Sax on the Web Forum banner
1 - 8 of 8 Posts

·
Registered
Joined
·
190 Posts
Discussion Starter · #1 ·
I've been learning sax for almost a year now. I have my 1-3-5s, major and minor scales, and am working on pentatonics and blues scales. I can play the full range of standard notes as well as a few altissimo notes. (Just to give you some idea what level I'm at).

It just occurred to me that I play scales very quickly, but it's very kinesthetic. That is, I don't have the concept of WHY I'm playing the notes I play.
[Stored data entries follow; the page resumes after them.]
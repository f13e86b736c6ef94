//! Welcome banner display for chat sessions.

use console::style;

/// Push connection state shown in the banner.
#[derive(Debug, Clone, Copy, PartialEq, Eq)]
pub enum LiveState {
    Live,
    Offline,
}

/// Render the banner printed when a chat opens.
pub fn welcome_banner(counterpart: &str, conversation_id: &str, live: LiveState) -> String {
    let status = match live {
        LiveState::Live => style("live").green().to_string(),
        LiveState::Offline => style("offline, updates on /reload").yellow().to_string(),
    };
    format!(
        "\n  {} {}\n  {}  {}\n  {}  {}\n\n  {}\n  {}\n",
        style("*").cyan(),
        style(format!("Chat with {counterpart}")).cyan().bold(),
        style("Conversation:").bold(),
        style(conversation_id).dim(),
        style("Push:").bold(),
        status,
        style("Type /help for commands, Ctrl+D to exit").dim(),
        style("---").dim(),
    )
}
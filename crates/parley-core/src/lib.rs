//! Conversation synchronization logic and port traits for Parley.
//!
//! This crate defines the ports that the infrastructure layer implements
//! (`MessageApi`, `CredentialSource`, `PushTransport`) and the components
//! built on them. It depends only on `parley-types`, never on
//! `parley-infra` or any network crate.

pub mod api;
pub mod connection;
pub mod controller;
pub mod credential;
pub mod resolver;
pub mod store;
pub mod typing;

#[cfg(test)]
pub(crate) mod testing;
I've just memorized sequences/patterns.

I don't have any theory background besides a basic theory class in college, about 13 years ago.

I'm currently using some software to learn to identify intervals by ear, but I really want to understand more, and I'm having trouble with it conceptually. So...

Any tips for dummy?
 

·
Distinguished SOTW Member, Forum Contributor 2016
Joined
·
4,881 Posts
Try playing a simple tune like "SonnyMoon for Two" in another key. Then three, four...12. Then do another tune you know. Then three, four ...12. Eventually you'll start to understand the mathematical relationship of it all.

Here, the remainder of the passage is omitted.